So far this series has given you an introduction to REST and a quick walk-through of Restlet, an API that makes it easier to build and consume RESTful interfaces in Java. You have seen that REST is only partially about URLs. At a deeper level, it is about logically connected components, late-binding resolution of representation, and linkage between related information resources. With all of this, you ought to feel that you know enough to successfully combine REST and Java; in fact, you do. But the story doesn't end there.
In this article, you will learn about NetKernel, a next-generation software environment that mixes what people like about REST, Unix pipes and filters, and service-oriented architecture (SOA). Not only can NetKernel make you more productive, but the abstractions also allow you to fully use modern, multicore, multi-CPU systems with little to no effort. At a minimum, if you understand NetKernel, you will understand REST at a deeper level.

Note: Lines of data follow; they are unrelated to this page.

use super::desktop::WindowProbe;
use super::shared::Snapshot;
use crate::error::Result;
use crate::events::{Rect, WindowId, WindowInfo, WindowType};
use crate::utils::run_tool;
use serde::Deserialize;

#[derive(Debug, Deserialize)]
struct SwayRect {
    x: i32,
    y: i32,
    width: u32,
    height: u32,
}

impl From<&SwayRect> for Rect {
    fn from(rect: &SwayRect) -> Self {
        Rect::new(rect.x, rect.y, rect.width, rect.height)
    }
}

#[derive(Debug, Deserialize)]
struct SwayNode {
    id: u64,
    #[serde(default)]
    name: Option<String>,
    #[serde(rename = "type")]
    node_type: String,
    #[serde(default)]
    focused: bool,
    rect: SwayRect,
    #[serde(default)]
    visible: Option<bool>,
    #[serde(default)]
    nodes: Vec<SwayNode>,
    #[serde(default)]
    floating_nodes: Vec<SwayNode>,
}

impl SwayNode {
    fn find_focused(&self) -> Option<&SwayNode> {
        if self.focused {
            return Some(self);
        }
        self.nodes
            .iter()
            .chain(self.floating_nodes.iter())
            .find_map(SwayNode::find_focused)
    }
}

#[derive(Debug, Deserialize)]
struct SwayOutput {
    name: String,
    #[serde(default)]
    active: bool,
    #[serde(default)]
    focused: bool,
    #[serde(default)]
    scale: Option<f64>,
    rect: SwayRect,
}

/// Разобрать вывод `swaymsg -t get_tree` и найти окно с фокусом
fn parse_tree(json: &str) -> Result<Option<WindowInfo>> {
    let root: SwayNode = serde_json::from_str(json)?;

    let window = root.find_focused().and_then(|node| {
        // Фокус на пустом рабочем столе или выходе означает отсутствие окна
        let window_type = match node.node_type.as_str() {
            "con" => WindowType::Normal,
            "floating_con" => WindowType::Dialog,
            _ => return None,
        };

        Some(
            WindowInfo::new(WindowId(node.id), node.name.clone().unwrap_or_default())
                .with_type(window_type)
                .with_minimized(node.visible == Some(false))
                .with_frame(Rect::from(&node.rect)),
        )
    });

    Ok(window)
}

/// Разобрать вывод `swaymsg -t get_outputs`: масштаб выхода с фокусом и список активных выходов
fn parse_outputs(json: &str) -> Result<(f64, Vec<String>)> {
    let outputs: Vec<SwayOutput> = serde_json::from_str(json)?;

    let scale = outputs
        .iter()
        .find(|o| o.focused)
        .or_else(|| outputs.iter().find(|o| o.active))
        .and_then(|o| o.scale)
        .unwrap_or(1.0);

    let mut monitors: Vec<String> = outputs
        .iter()
        .filter(|o| o.active)
        .map(|o| format!("{}@{}", o.name, Rect::from(&o.rect)))
        .collect();
    monitors.sort();

    Ok((scale, monitors))
}

pub struct SwayProbe;

impl SwayProbe {
    pub fn new() -> Self {
        Self
    }
}

#[async_trait::async_trait]
impl WindowProbe for SwayProbe {
    fn name(&self) -> &'static str {
        "sway"
    }

    async fn test(&self) -> Result<()> {
        run_tool("swaymsg", &["-t", "get_version"]).await.map(|_| ())
    }

    async fn snapshot(&self) -> Result<Snapshot> {
        let tree = run_tool("swaymsg", &["-t", "get_tree"]).await?;
        let outputs = run_tool("swaymsg", &["-t", "get_outputs"]).await?;

        let focused = parse_tree(&tree)?;
        let (scale, monitors) = parse_outputs(&outputs)?;

        Ok(Snapshot {
            focused,
            scale,
            monitors,
        })
    }
}
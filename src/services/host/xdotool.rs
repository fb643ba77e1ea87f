use super::desktop::WindowProbe;
use super::shared::Snapshot;
use crate::error::{FocusCircleError, Result};
use crate::events::{Rect, WindowId, WindowInfo, WindowType};
use crate::utils::run_tool;
use tracing::debug;

/// Разобрать вывод `xdotool getwindowgeometry --shell`
fn parse_geometry(output: &str) -> Result<Rect> {
    let mut rect = Rect::default();
    let mut seen = 0;

    for line in output.lines() {
        let Some((key, value)) = line.trim().split_once('=') else {
            continue;
        };
        let parse_err = |_| FocusCircleError::Internal(format!("xdotool: неверное значение {}={}", key, value));
        match key {
            "X" => rect.x = value.parse().map_err(parse_err)?,
            "Y" => rect.y = value.parse().map_err(parse_err)?,
            "WIDTH" => rect.width = value.parse().map_err(parse_err)?,
            "HEIGHT" => rect.height = value.parse().map_err(parse_err)?,
            _ => continue,
        }
        seen += 1;
    }

    if seen < 4 {
        return Err(FocusCircleError::Internal(
            "xdotool не вернул полную геометрию окна".to_string(),
        ));
    }
    Ok(rect)
}

/// Разобрать вывод `xprop -id <id> _NET_WM_WINDOW_TYPE _NET_WM_STATE`
fn parse_xprop(output: &str) -> (WindowType, bool) {
    let mut window_type = WindowType::Normal;
    let mut minimized = false;

    for line in output.lines() {
        if line.starts_with("_NET_WM_WINDOW_TYPE") {
            if line.contains("_NET_WM_WINDOW_TYPE_DESKTOP") {
                window_type = WindowType::Desktop;
            } else if line.contains("_NET_WM_WINDOW_TYPE_DOCK") {
                window_type = WindowType::Dock;
            } else if line.contains("_NET_WM_WINDOW_TYPE_DIALOG") {
                window_type = WindowType::Dialog;
            }
        } else if line.starts_with("_NET_WM_STATE") && line.contains("_NET_WM_STATE_HIDDEN") {
            minimized = true;
        }
    }

    (window_type, minimized)
}

/// Разобрать вывод `xrandr --listmonitors` в отсортированный список мониторов
fn parse_monitors(output: &str) -> Vec<String> {
    let mut monitors: Vec<String> = output
        .lines()
        .skip_while(|line| line.starts_with("Monitors:"))
        .map(|line| line.trim().to_string())
        .filter(|line| !line.is_empty())
        .collect();
    monitors.sort();
    monitors
}

/// Масштаб из `Xft.dpi` в выводе `xrdb -query` (96 dpi = 1)
fn parse_xft_dpi(output: &str) -> Option<f64> {
    output
        .lines()
        .filter_map(|line| line.split_once(':'))
        .find(|(key, _)| key.trim() == "Xft.dpi")
        .and_then(|(_, value)| value.trim().parse::<f64>().ok())
        .filter(|dpi| dpi.is_finite() && *dpi > 0.0)
        .map(|dpi| dpi / 96.0)
}

fn scale_from_env() -> f64 {
    std::env::var("GDK_SCALE")
        .ok()
        .and_then(|value| value.trim().parse::<f64>().ok())
        .unwrap_or(1.0)
}

/// Текущий масштаб X-сессии: ресурсы X меняются на лету, GDK_SCALE нет
async fn current_scale() -> f64 {
    match run_tool("xrdb", &["-query"]).await {
        Ok(output) => parse_xft_dpi(&output).unwrap_or_else(scale_from_env),
        Err(_) => scale_from_env(),
    }
}

pub struct XdotoolProbe;

impl XdotoolProbe {
    pub fn new() -> Self {
        Self
    }

    async fn focused_window(&self) -> Result<Option<WindowInfo>> {
        // getactivewindow завершается с ошибкой, когда активного окна нет
        let id = match run_tool("xdotool", &["getactivewindow"]).await {
            Ok(output) => output.trim().to_string(),
            Err(e) => {
                debug!("Активное окно не определено: {}", e);
                return Ok(None);
            }
        };
        let numeric_id: u64 = id
            .parse()
            .map_err(|_| FocusCircleError::Internal(format!("xdotool вернул неверный id окна: {}", id)))?;

        let geometry = run_tool("xdotool", &["getwindowgeometry", "--shell", id.as_str()]).await?;
        let title = run_tool("xdotool", &["getwindowname", id.as_str()])
            .await
            .map(|t| t.trim().to_string())
            .unwrap_or_default();

        let (window_type, minimized) = match run_tool(
            "xprop",
            &["-id", id.as_str(), "_NET_WM_WINDOW_TYPE", "_NET_WM_STATE"],
        )
        .await
        {
            Ok(output) => parse_xprop(&output),
            Err(_) => (WindowType::Normal, false),
        };

        Ok(Some(
            WindowInfo::new(WindowId(numeric_id), title)
                .with_type(window_type)
                .with_minimized(minimized)
                .with_frame(parse_geometry(&geometry)?),
        ))
    }
}

#[async_trait::async_trait]
impl WindowProbe for XdotoolProbe {
    fn name(&self) -> &'static str {
        "xdotool"
    }

    async fn test(&self) -> Result<()> {
        run_tool("xdotool", &["version"]).await.map(|_| ())
    }

    async fn snapshot(&self) -> Result<Snapshot> {
        let focused = self.focused_window().await?;
        let monitors = run_tool("xrandr", &["--listmonitors"])
            .await
            .map(|output| parse_monitors(&output))
            .unwrap_or_default();

        Ok(Snapshot {
            focused,
            scale: current_scale().await,
            monitors,
        })
    }
}
//! Randomness source for mock verification results

use std::fmt::Debug;

/// Source of uniform draws in `[0, 1)`
///
/// Implementations must be safe to share between concurrent requests. Draws
/// from different callers need not be ordered or correlated.
pub trait RandomSource: Send + Sync + Debug {
    /// Next uniform value in `[0, 1)`
    fn next_uniform(&self) -> f64;
}
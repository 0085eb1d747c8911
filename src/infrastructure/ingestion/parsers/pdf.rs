//! PDF text extractor

use crate::domain::DomainError;
use crate::domain::ingestion::TextExtractor;

/// Extracts the plain-text rendering of a PDF with `pdf-extract`
#[derive(Debug, Clone, Default)]
pub struct PdfTextExtractor;

impl PdfTextExtractor {
    /// Create a new PDF extractor
    pub fn new() -> Self {
        Self
    }
}

impl TextExtractor for PdfTextExtractor {
    fn extract_text(&self, bytes: &[u8]) -> Result<String, DomainError> {
        // pdf-extract panics on some malformed inputs instead of returning an error
        match std::panic::catch_unwind(|| pdf_extract::extract_text_from_mem(bytes)) {
            Ok(Ok(text)) => Ok(text),
            Ok(Err(e)) => Err(DomainError::malformed_document(format!(
                "Unreadable PDF: {}",
                e
            ))),
            Err(_) => Err(DomainError::malformed_document(
                "Unreadable PDF: extraction aborted",
            )),
        }
    }
}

The software industry has made great progress over the years, but there's still work to do. The clash of abstractions and excessive coupling between components remain some of the biggest problems needing to be solved. Countless efforts have been made in the object-oriented world to address the issue with interfaces, the Law of Demeter, separation of concerns, dependency injection, design patterns, remoting abstractions, interface definition languages, SOAs, and so on. At the end of the day, however, objects end up feeling like the wrong level of abstraction to bridge the worlds of software components, data, services, and concepts. They are fragile and break easily in the face of inevitable change. Modern languages like Ruby, Groovy, Scala, and Clojure can help, but at some point it feels like any language or object binding is too specific for all needs.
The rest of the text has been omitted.